Tuesday, November 01, 2005

What's in a name?

so next year i'm getting married.

i'm getting married a lot later than many of my friends (not all, but many). and several of my friends struggled with the decision about whether or not to take their fella's last name.

why is this such a struggle and yet another decision to make on the long road to the wedding date?

once upon a time taking your husband's name meant political death--no rights, no money, no nothing to yourself. in other words you melted into a list of your husband's assets. fortunately women gained more rights and did not suffer legal consequences of taking a new last name.

along marches feminism (a very important and liberating movement that continues to cause women to struggle with their identities as professionals, mothers, or both, sexual beings and/or caregivers--we are both guilty and seeking justification for the duality we feel without betraying the roar within). and suddenly the issue of taking your husband's name was a social statement.

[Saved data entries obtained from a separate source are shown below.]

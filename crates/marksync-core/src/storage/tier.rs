//! Keyed record stores: buffer, cache and disk
//!
//! A `Tier` is one SQLite database holding the `bookmarks` table. The buffer
//! is private to a source and lives in memory; the cache is shared by all
//! sources and also lives in memory; the disk tier is a file that mirrors the
//! cache.

use std::fmt;
use std::path::Path;

use chrono::{DateTime, TimeZone, Utc};
use rusqlite::{params, Connection, OptionalExtension, Row};
use tracing::debug;

use super::error::{is_constraint_violation, StorageError, StorageResult};
use super::schema::{get_schema_version, init_schema, needs_init, SCHEMA_VERSION};
use crate::models::{now_secs, Record, Tags};

/// Name of the shared cache tier
pub const CACHE_NAME: &str = "memcache";

pub(crate) const SELECT_COLUMNS: &str =
    "SELECT url, metadata, tags, description, modified, flags, module FROM bookmarks";

pub(crate) const INSERT_RECORD: &str = "INSERT INTO bookmarks \
     (url, metadata, tags, description, modified, flags, module) \
     VALUES (?, ?, ?, ?, ?, ?, ?)";

/// Which level of the tiered store a database plays
#[derive(Debug, Clone, Copy, PartialEq, Eq)]
pub enum TierKind {
    Buffer,
    Cache,
    Disk,
}

impl fmt::Display for TierKind {
    fn fmt(&self, f: &mut fmt::Formatter<'_>) -> fmt::Result {
        let name = match self {
            TierKind::Buffer => "buffer",
            TierKind::Cache => "cache",
            TierKind::Disk => "disk",
        };
        f.write_str(name)
    }
}

/// What an upsert did to the target row
#[derive(Debug, Clone, Copy, PartialEq, Eq)]
pub enum Upsert {
    Inserted,
    Updated,
    Unchanged,
}

/// One SQLite-backed record store
pub struct Tier {
    kind: TierKind,
    name: String,
    conn: Connection,
}

impl fmt::Debug for Tier {
    fn fmt(&self, f: &mut fmt::Formatter<'_>) -> fmt::Result {
        f.debug_struct("Tier")
            .field("kind", &self.kind)
            .field("name", &self.name)
            .finish()
    }
}

impl Tier {
    /// Open a private in-memory buffer for one source
    ///
    /// The name carries a random suffix so several instances of the same
    /// source kind stay distinguishable in logs.
    pub fn open_buffer(source: &str) -> StorageResult<Self> {
        let suffix = uuid::Uuid::new_v4().simple().to_string();
        let name = format!("buffer_{}_{}", source, &suffix[..8]);
        debug!(buffer = %name, "creating buffer");
        Self::open_in_memory(TierKind::Buffer, name)
    }

    /// Open the in-memory cache tier
    pub fn open_cache() -> StorageResult<Self> {
        Self::open_in_memory(TierKind::Cache, CACHE_NAME.to_string())
    }

    /// Open (or create) the on-disk tier at `path`
    pub fn open_disk(path: &Path) -> StorageResult<Self> {
        if let Some(parent) = path.parent() {
            if !parent.as_os_str().is_empty() {
                std::fs::create_dir_all(parent)
                    .map_err(|e| StorageError::from_io(e, parent.to_path_buf()))?;
            }
        }

        let name = path.display().to_string();
        let conn = Connection::open(path).map_err(|source| StorageError::Open {
            tier: TierKind::Disk,
            name: name.clone(),
            source,
        })?;
        Self::with_connection(TierKind::Disk, name, conn)
    }

    fn open_in_memory(kind: TierKind, name: String) -> StorageResult<Self> {
        let conn = Connection::open_in_memory().map_err(|source| StorageError::Open {
            tier: kind,
            name: name.clone(),
            source,
        })?;
        Self::with_connection(kind, name, conn)
    }

    fn with_connection(kind: TierKind, name: String, conn: Connection) -> StorageResult<Self> {
        let tier = Self { kind, name, conn };
        tier.ensure_schema()?;
        Ok(tier)
    }

    /// Create the schema if missing and refuse databases from a newer build
    pub(crate) fn ensure_schema(&self) -> StorageResult<()> {
        if let Some(found) = get_schema_version(&self.conn).ok().flatten() {
            if found > SCHEMA_VERSION {
                return Err(StorageError::SchemaVersion {
                    found,
                    current: SCHEMA_VERSION,
                });
            }
        }
        if needs_init(&self.conn) {
            init_schema(&self.conn)?;
        }
        Ok(())
    }

    pub fn kind(&self) -> TierKind {
        self.kind
    }

    pub fn name(&self) -> &str {
        &self.name
    }

    pub fn connection(&self) -> &Connection {
        &self.conn
    }

    pub(crate) fn connection_mut(&mut self) -> &mut Connection {
        &mut self.conn
    }

    /// Number of records
    pub fn count(&self) -> StorageResult<i64> {
        Ok(self
            .conn
            .query_row("SELECT COUNT(*) FROM bookmarks", [], |row| row.get(0))?)
    }

    pub fn is_empty(&self) -> StorageResult<bool> {
        let exists = self
            .conn
            .prepare("SELECT 1 FROM bookmarks LIMIT 1")?
            .exists([])?;
        Ok(!exists)
    }

    /// Get the record for a URL
    pub fn get(&self, url: &str) -> StorageResult<Option<Record>> {
        let sql = format!("{SELECT_COLUMNS} WHERE url = ?");
        Ok(self
            .conn
            .query_row(&sql, params![url], record_from_row)
            .optional()?)
    }

    /// All records ordered by URL
    pub fn records(&self) -> StorageResult<Vec<Record>> {
        let sql = format!("{SELECT_COLUMNS} ORDER BY url");
        let mut stmt = self.conn.prepare(&sql)?;
        let records = stmt
            .query_map([], record_from_row)?
            .collect::<Result<Vec<_>, _>>()?;
        Ok(records)
    }

    /// Records carrying `tag`
    pub fn records_with_tag(&self, tag: &str) -> StorageResult<Vec<Record>> {
        let wanted: Tags = [tag].into_iter().collect();
        if wanted.is_empty() {
            return Ok(Vec::new());
        }
        let sql = format!("{SELECT_COLUMNS} WHERE instr(tags, ?) > 0 ORDER BY url");
        let needle = wanted.to_stored();
        let mut stmt = self.conn.prepare(&sql)?;
        let records = stmt
            .query_map(params![needle], record_from_row)?
            .collect::<Result<Vec<_>, _>>()?;
        Ok(records)
    }

    /// Insert a record, or merge it into the existing row for its URL
    ///
    /// Tags are unioned with what is stored; title and description are
    /// replaced. Rows that would not change are left untouched.
    pub fn upsert(&mut self, record: &Record) -> StorageResult<Upsert> {
        let tx = self.conn.transaction()?;
        let outcome = upsert_in(&tx, record)?;
        tx.commit()?;
        Ok(outcome)
    }

    /// Upsert a batch of records in one transaction
    pub fn upsert_many<'a>(
        &mut self,
        records: impl IntoIterator<Item = &'a Record>,
    ) -> StorageResult<usize> {
        let tx = self.conn.transaction()?;
        let mut written = 0;
        for record in records {
            if upsert_in(&tx, record)? != Upsert::Unchanged {
                written += 1;
            }
        }
        tx.commit()?;
        Ok(written)
    }

    /// Remove every record (schema is kept)
    pub fn clear(&mut self) -> StorageResult<()> {
        self.conn.execute("DELETE FROM bookmarks", [])?;
        Ok(())
    }
}

fn upsert_in(tx: &rusqlite::Transaction<'_>, record: &Record) -> StorageResult<Upsert> {
    let inserted = tx.execute(
        INSERT_RECORD,
        params![
            record.url,
            record.title,
            record.tags.to_stored(),
            record.description,
            record.modified.timestamp(),
            record.flags,
            record.module,
        ],
    );

    match inserted {
        Ok(_) => Ok(Upsert::Inserted),
        Err(e) if is_constraint_violation(&e) => {
            let (title, stored_tags, description): (String, String, String) = tx.query_row(
                "SELECT metadata, tags, description FROM bookmarks WHERE url = ?",
                params![record.url],
                |row| Ok((row.get(0)?, row.get(1)?, row.get(2)?)),
            )?;

            let tags = Tags::from_stored(&stored_tags).union(&record.tags);
            if title == record.title
                && description == record.description
                && tags.to_stored() == stored_tags
            {
                return Ok(Upsert::Unchanged);
            }

            tx.execute(
                "UPDATE bookmarks SET metadata = ?, tags = ?, description = ?, modified = ? \
                 WHERE url = ?",
                params![
                    record.title,
                    tags.to_stored(),
                    record.description,
                    now_secs().timestamp(),
                    record.url,
                ],
            )?;
            Ok(Upsert::Updated)
        }
        Err(e) => Err(e.into()),
    }
}

pub(crate) fn record_from_row(row: &Row<'_>) -> rusqlite::Result<Record> {
    let modified: i64 = row.get(4)?;
    let tags: String = row.get(2)?;
    Ok(Record {
        url: row.get(0)?,
        title: row.get(1)?,
        tags: Tags::from_stored(&tags),
        description: row.get(3)?,
        modified: from_unix(modified),
        flags: row.get(5)?,
        module: row.get(6)?,
    })
}

fn from_unix(secs: i64) -> DateTime<Utc> {
    Utc.timestamp_opt(secs, 0).single().unwrap_or_else(Utc::now)
}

a statement many women probably did not intend to make. but those who took the name were made to feel guilty and looked down upon in feminist circles and those who didn't suffered the same consequences among the more traditional gals.

this is not so different today, but not it has a slightly lighter feel. thankfully men don't care, women don't care and society doesn't care (not so much anyway). but there is still that little inward struggle.

do i give up my name? lose my identity with my history and heritage? why can't he take my name? there aren't any other men to carry the family name.

i am going to change my last name. it is politically and ideologically null and void in my mind.

there's probably at least one other man in the whole world that has the same last name i do. and i could never lose my identity--i still have family on both sides and a lot of knowledge about my heritage that will carry me through.

and let's face it, it's a hell of a lot more convenient for me to take his name than for him to take mine. and it already takes a bit of work to change your name in all those so important places.

plus his first name and my last name don't roll off the tongue as my first and his last do!